Research in neurophysiology is much more like paddling a small canoe on a mountain river. The river which is fed by many distant springs carries you along all right though often in a peculiar direction. You have to paddle quite hard to keep afloat. And sooner or later some of your ideas are upset and are carried downstream like an upturned canoe. I see that I am in some danger of drifting away from what I have to say. Perhaps this doesn’t matter, because you must know how deeply we all value the great honour you have done us. But I would like to tell you how much I enjoy being in Stockholm again. It is often said that a country is best known abroad from the films that it produces. In England we wait, with mixed emotions, for the next Ingmar Bergman. Of course no one believes that Sweden bears much resemblance to the strange world of Hieronymus Bosch in which that brilliant director so often sets his stage. But even in Bergman’s films those of us who know Sweden can sometimes catch a glimpse of the things we most enjoy.

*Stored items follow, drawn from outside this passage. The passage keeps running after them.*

//! C ABI for the open-water evaporation solver
//!
//! All functions return an [`AeroEvapErrorCode`]; the message of the last
//! failure on the calling thread is available from
//! [`aeroevap_get_last_error`]. The header `AeroEvapFFI.h` is generated by
//! `build.rs`.

mod error;
mod helpers;
mod solve;

pub use error::{aeroevap_get_last_error, aeroevap_get_last_error_code, AeroEvapErrorCode};
pub use solve::{
    aeroevap_solve, aeroevap_solve_batch, AeroEvapObservation, AeroEvapResult, AeroEvapStatus,
};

For myself, I have been pleasantly reminded of summer days sailing with Swedish friends among the flower-covered islands of the Archipelago. And Bergman’s black medieval world reminds us that the brilliance of your summer owes something to the darkness of the long winter nights. This is my first winter visit to Stockholm. Bernhard Frankenhaeuser’s boat is high and dry and there will be no sailing this time. But it is an enormous pleasure to be in Stockholm again and to see your lovely city in the bright winter sunlight.
Thirty-one years ago the Nobel Prize was awarded to Sherrington and Adrian, two of Britain’s greatest neurophysiologists. Like your own Professor Granit, Sir John Eccles is a pupil of Sherrington; Andrew Huxley and I learnt physiology on Cambridge and belong to Adrian‘s school. I think that Alfred Nobel would have been pleased that his prize emphasizes the continuity of science, as well as its novelties. I am sure that he would have been glad to see the flags of six countries flying with your own in the city today.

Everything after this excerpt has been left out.